Available on Ideogram’s web platform, the features are designed to give users more control over how they produce images as well as enhance the overall quality and coherence of the outputs. It strengthens the service, marking another notable step to close in on the performance of rival offerings in the image generation space, including Midjourney and DALL-E.

The features can be tested right away, although not all of them are available to those using the free version of the platform.

What’s new in Ideogram?

When Ideogram launched version 1.0 of its model in February, users were treated with a magic prompt feature to expand and detail inputs given by the user. Now, building this work, the company has introduced a new Describe capability that generates descriptions or captions from reference images.

Essentially, a user can now take an Ideogram-generated public image or upload their own to have a text-based description of the image. This content can then be used as a prompt to generate a very similar image. If needed, users can also make alterations to the generated description to modify the output according to their needs.

But there’s more.

In addition to descriptions for reference images, Ideogram is adding negative prompting as well as the option to choose between Fast, Default or Quality modes on the platform. The former, as the name suggests, will allow users to give negative prompts and tell the model what they do not want to see in the output. It has been designed to let users remove certain objects or tailor the style of the generations. 

Meanwhile, the latter will allow users to control how quickly the output is generated. The fast mode, Ideogram says, will produce an image in about five seconds, with very basic quality, while the quality model will focus on photorealism and details but take about 20 seconds. The default mode will sit between the two, balancing for both aspects and taking about 12 seconds.
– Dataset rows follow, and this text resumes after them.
pub mod agents;
pub mod budget;
pub mod config;
pub mod engine;
pub mod error;
pub mod events;
pub mod locks;
pub mod policy;
pub mod registry;
pub mod scheduler;
pub mod secrets;
pub mod staging;
pub mod store;
pub mod types;
pub mod workspace;


pub use agents::{Generation, GenerationRequest, Generator, ScriptedGenerator, ScriptedResponse, ToolCall};
pub use budget::{BudgetController, BudgetExceeded, BudgetKind, BudgetLedger, BudgetStatus};
pub use config::{CompletionPolicy, ConfigLoader, OrchestratorConfig};
pub use engine::{PlanReview, RunEngine};
pub use error::{OrchestratorError, Result};
pub use events::EventBus;
pub use policy::{ActionKind, PolicyAction, PolicyDecision, PolicyGate, PolicyTier, RequestedAction};
pub use registry::RunRegistry;
pub use scheduler::TaskScheduler;
pub use secrets::{EnvSecretStore, SecretStore, StaticSecretStore};
pub use staging::{ApprovalRecord, BatchOutcome, StagedOperation, StagingStore};
pub use store::ArtifactStore;
pub use types::*;
pub use workspace::Workspace;
// Orchestrator Configuration
// Per-run caps and toggles, plus the layered loader used by the CLI and registry

use std::path::Path;

use serde::{Deserialize, Serialize};
use serde_json::{Map, Value};

use crate::error::{OrchestratorError, Result};

/// Upper bound on extra validator-driven fix attempts per task
pub const MAX_FIX_LOOP_ATTEMPTS: u32 = 3;

const ENV_PREFIX: &str = "TANDEM_ORCH_";

/// What a settled run with failed or blocked tasks resolves to
#[derive(Debug, Clone, Copy, PartialEq, Eq, Serialize, Deserialize, Default)]
#[serde(rename_all = "snake_case")]
pub enum CompletionPolicy {
    /// Any Failed or Blocked task fails the run
    #[default]
    FailOnAnyFailure,
    /// The run completes if at least one task reached Done
    CompleteIfAnySucceeded,
}

/// Configuration for an orchestration run
#[derive(Debug, Clone, Serialize, Deserialize)]
#[serde(default)]
pub struct OrchestratorConfig {
    /// Maximum total planning + execution iterations
    pub max_iterations: u32,
    /// Maximum total tokens (estimated if metering unavailable)
    pub max_total_tokens: u64,
    /// Maximum tokens per sub-agent call
    pub max_tokens_per_step: u64,
    /// Maximum wall time in seconds
    pub max_wall_time_secs: u64,
    /// Maximum sub-agent invocations
    pub max_subagent_runs: u32,
    /// Maximum retries per task before fail-block
    pub max_task_retries: u32,
    /// Maximum tasks the planner may produce
    pub max_tasks: usize,
    pub max_parallel_tasks: u32,
    pub llm_parallel: u32,
    pub fs_write_parallel: u32,
    pub shell_parallel: u32,
    /// Require approval before writing files
    pub require_write_approval: bool,
    /// Enable dangerous actions (shell, install, network, push); still approval-gated
    pub allow_dangerous_actions: bool,
    /// Enable research/web agent
    pub enable_research: bool,
    /// Approval-required actions are staged for batch review instead of failing the attempt
    pub staged_mode: bool,
    pub fix_loop_attempts: u32,
    pub fix_loop_token_budget: u64,
    pub max_response_tokens: u64,
    pub agent_timeout_secs: u64,
    /// Fraction of a cap at which `budget.warning` fires
    pub budget_warning_threshold: f64,
    pub completion_policy: CompletionPolicy,
    pub strict_planner_json: bool,
    pub allow_prose_fallback: bool,
    /// Names looked up in the secret store and scrubbed from prompts
    pub secret_names: Vec<String>,
}

impl Default for OrchestratorConfig {
    fn default() -> Self {
        Self {
            max_iterations: 200,
            max_total_tokens: 400_000,
            max_tokens_per_step: 60_000,
            max_wall_time_secs: 60 * 60,
            max_subagent_runs: 500,
            max_task_retries: 3,
            max_tasks: 12,
            max_parallel_tasks: 4,
            llm_parallel: 3,
            fs_write_parallel: 1,
            shell_parallel: 1,
            require_write_approval: true,
            allow_dangerous_actions: false,
            enable_research: false,
            staged_mode: true,
            fix_loop_attempts: 0,
            fix_loop_token_budget: 20_000,
            max_response_tokens: 4096,
            agent_timeout_secs: 300,
            budget_warning_threshold: 0.8,
            completion_policy: CompletionPolicy::FailOnAnyFailure,
            strict_planner_json: true,
            allow_prose_fallback: true,
            secret_names: Vec::new(),
        }
    }
}

impl OrchestratorConfig {
    pub fn validate(&self) -> Result<()> {
        let caps: [(&str, u64); 10] = [
            ("max_iterations", self.max_iterations as u64),
            ("max_total_tokens", self.max_total_tokens),
            ("max_tokens_per_step", self.max_tokens_per_step),
            ("max_wall_time_secs", self.max_wall_time_secs),
            ("max_subagent_runs", self.max_subagent_runs as u64),
            ("max_tasks", self.max_tasks as u64),
            ("max_parallel_tasks", self.max_parallel_tasks as u64),
            ("llm_parallel", self.llm_parallel as u64),
            ("fs_write_parallel", self.fs_write_parallel as u64),
            ("shell_parallel", self.shell_parallel as u64),
        ];
        for (name, value) in caps {
            if value == 0 {
                return Err(OrchestratorError::InvalidConfig(format!(
                    "{} must be greater than zero",
                    name
                )));
            }
        }
        if self.agent_timeout_secs == 0 {
            return Err(OrchestratorError::InvalidConfig(
                "agent_timeout_secs must be greater than zero".to_string(),
            ));
        }
        if !(self.budget_warning_threshold > 0.0 && self.budget_warning_threshold <= 1.0) {
            return Err(OrchestratorError::InvalidConfig(format!(
                "budget_warning_threshold must be in (0, 1], got {}",
                self.budget_warning_threshold
            )));
        }
        Ok(())
    }

    pub fn effective_fix_loop_attempts(&self) -> u32 {
        self.fix_loop_attempts.min(MAX_FIX_LOOP_ATTEMPTS)
    }
}

// ============================================================================
// Layered loading
// ============================================================================

/// Builds an [`OrchestratorConfig`] from defaults, an optional file, the
/// environment and explicit overrides. Later layers win.
#[derive(Debug, Default, Clone)]
pub struct ConfigLoader {
    file_layer: Option<Value>,
    env_layer: Option<Value>,
    override_layer: Option<Value>,
}

impl ConfigLoader {
    pub fn new() -> Self {
        Self::default()
    }

    /// Read a JSON or YAML config file (chosen by extension)
    pub fn with_file(mut self, path: &Path) -> Result<Self> {
        let raw = std::fs::read_to_string(path)?;
        let is_yaml = path
            .extension()
            .and_then(|ext| ext.to_str())
            .map(|ext| matches!(ext.to_ascii_lowercase().as_str(), "yaml" | "yml"))
            .unwrap_or(false);
        let value: Value = if is_yaml {
            serde_yaml::from_str(&raw)?
        } else {
            serde_json::from_str(&raw)?
        };
        if !value.is_object() {
            return Err(OrchestratorError::InvalidConfig(format!(
                "{} must contain a mapping at the top level",
                path.display()
            )));
        }
        self.file_layer = Some(value);
        Ok(self)
    }

    /// Pick up `TANDEM_ORCH_<FIELD>` variables from the process environment
    pub fn with_env(self) -> Self {
        self.with_env_vars(std::env::vars())
    }

    pub fn with_env_vars<I>(mut self, vars: I) -> Self
    where
        I: IntoIterator<Item = (String, String)>,
    {
        let layer = env_layer(vars);
        if layer.as_object().is_some_and(|m| !m.is_empty()) {
            self.env_layer = Some(layer);
        }
        self
    }

    pub fn with_overrides(mut self, overrides: Value) -> Self {
        self.override_layer = Some(overrides);
        self
    }

    pub fn load(self) -> Result<OrchestratorConfig> {
        let mut merged = serde_json::to_value(OrchestratorConfig::default())?;
        for layer in [self.file_layer, self.env_layer, self.override_layer]
            .into_iter()
            .flatten()
        {
            deep_merge(&mut merged, &layer);
        }
        let config: OrchestratorConfig = serde_json::from_value(merged)
            .map_err(|e| OrchestratorError::InvalidConfig(e.to_string()))?;
        config.validate()?;
        Ok(config)
    }
}

fn env_layer<I>(vars: I) -> Value
where
    I: IntoIterator<Item = (String, String)>,
{
    let mut map = Map::new();
    for (key, raw) in vars {
        let Some(field) = key.strip_prefix(ENV_PREFIX) else {
            continue;
        };
        let field = field.to_ascii_lowercase();
        let raw = raw.trim();
        let value = if field == "secret_names" {
            Value::Array(
                raw.split(',')
                    .map(str::trim)
                    .filter(|s| !s.is_empty())
                    .map(|s| Value::String(s.to_string()))
                    .collect(),
            )
        } else {
            parse_env_scalar(raw)
        };
        map.insert(field, value);
    }
    Value::Object(map)
}

fn parse_env_scalar(raw: &str) -> Value {
    match raw.to_ascii_lowercase().as_str() {
        "true" | "yes" | "on" => return Value::Bool(true),
        "false" | "no" | "off" => return Value::Bool(false),
        _ => {}
    }
    serde_json::from_str::<Value>(raw)
        .ok()
        .filter(|v| v.is_number())
        .unwrap_or_else(|| Value::String(raw.to_string()))
}

fn deep_merge(base: &mut Value, overlay: &Value) {
    if overlay.is_null() {
        return;
    }
    match (base, overlay) {
        (Value::Object(base_map), Value::Object(overlay_map)) => {
            for (key, value) in overlay_map {
                if value.is_null() {
                    continue;
                }
                match base_map.get_mut(key) {
                    Some(existing) => deep_merge(existing, value),
                    None => {
                        base_map.insert(key.clone(), value.clone());
                    }
                }
            }
        }
        (base_value, overlay_value) => {
            *base_value = overlay_value.clone();
        }
    }
}

#[cfg(test)]
mod tests {
    use super::*;
    use serde_json::json;
    use tempfile::tempdir;

    #[test]
    fn defaults_match_documented_caps() {
        let config = OrchestratorConfig::default();
        assert_eq!(config.max_iterations, 200);
        assert_eq!(config.max_total_tokens, 400_000);
        assert_eq!(config.max_tokens_per_step, 60_000);
        assert_eq!(config.max_wall_time_secs, 3600);
        assert_eq!(config.max_subagent_runs, 500);
        assert_eq!(config.max_task_retries, 3);
        assert_eq!(config.max_tasks, 12);
        assert_eq!(config.max_parallel_tasks, 4);
        assert_eq!(config.llm_parallel, 3);
        assert_eq!(config.fs_write_parallel, 1);
        assert_eq!(config.shell_parallel, 1);
        assert!(config.validate().is_ok());
    }

    #[test]
    fn fix_loop_is_clamped() {
        let config = OrchestratorConfig {
            fix_loop_attempts: 10,
            ..Default::default()
        };
        assert_eq!(config.effective_fix_loop_attempts(), MAX_FIX_LOOP_ATTEMPTS);
    }

    #[test]
    fn layers_apply_in_order() {
        let dir = tempdir().unwrap();
        let path = dir.path().join("orch.yaml");
        std::fs::write(&path, "max_parallel_tasks: 2\nmax_total_tokens: 5000\n").unwrap();

        let config = ConfigLoader::new()
            .with_file(&path)
            .unwrap()
            .with_env_vars(vec![
                ("TANDEM_ORCH_MAX_TOTAL_TOKENS".to_string(), "7000".to_string()),
                ("TANDEM_ORCH_ALLOW_DANGEROUS_ACTIONS".to_string(), "yes".to_string()),
                ("TANDEM_ORCH_SECRET_NAMES".to_string(), "OPENAI_API_KEY, GH_TOKEN".to_string()),
                ("UNRELATED".to_string(), "1".to_string()),
            ])
            .with_overrides(json!({ "completion_policy": "complete_if_any_succeeded" }))
            .load()
            .unwrap();

        assert_eq!(config.max_parallel_tasks, 2);
        assert_eq!(config.max_total_tokens, 7000);
        assert!(config.allow_dangerous_actions);
        assert_eq!(config.secret_names, vec!["OPENAI_API_KEY", "GH_TOKEN"]);
        assert_eq!(
            config.completion_policy,
            CompletionPolicy::CompleteIfAnySucceeded
        );
        // untouched fields keep defaults
        assert_eq!(config.llm_parallel, 3);
    }

    #[test]
    fn zero_caps_are_rejected() {
        let err = ConfigLoader::new()
            .with_overrides(json!({ "max_parallel_tasks": 0 }))
            .load()
            .unwrap_err();
        assert!(matches!(err, OrchestratorError::InvalidConfig(_)));
    }

    #[test]
    fn warning_threshold_must_be_a_fraction() {
        let config = OrchestratorConfig {
            budget_warning_threshold: 1.5,
            ..Default::default()
        };
        assert!(config.validate().is_err());
    }

    #[test]
    fn partial_json_config_deserializes_with_defaults() {
        let config: OrchestratorConfig = serde_json::from_str(r#"{"max_tasks": 3}"#).unwrap();
        assert_eq!(config.max_tasks, 3);
        assert!(config.require_write_approval);
    }
}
While it remains to be seen how many users actually use these modes, Ideogram says users can use these options to quickly generate a basic image and then iterate on it for high-quality results. 

Improved photorealism and text rendering

Finally, Ideogram also said it is enhancing text rendering with the latest update, reducing error rates further by 15%. This isn’t a big change, but the company says it performs better than DALL-3 Vivid when producing characters and words. 

Ideogram did not share stats comparing the upgraded model with Midjourney, which leads in the AI image generation category. However, it did claim that the model delivers enhanced image coherence and photorealism in the outputs and is preferred over the last version by human raters. 

“Human raters prefer images generated by the upgraded model 30-50% more than the prior version in prompt alignment, image coherence, and text rendering quality,” the company, which has roped in over seven million creators since launching public beta last year, wrote in a blog post.

Currently, negative prompting and the new speed modes are restricted to users paying for Ideogram’s Basic and Plus plans. There’s no clarity on the availability of reference image captioning, although we suspect it might be free as it loosely matches the Remix feature the company has on offer to let users generate images similar to existing reference images. The text and image coherence enhancements are also available to users across the board.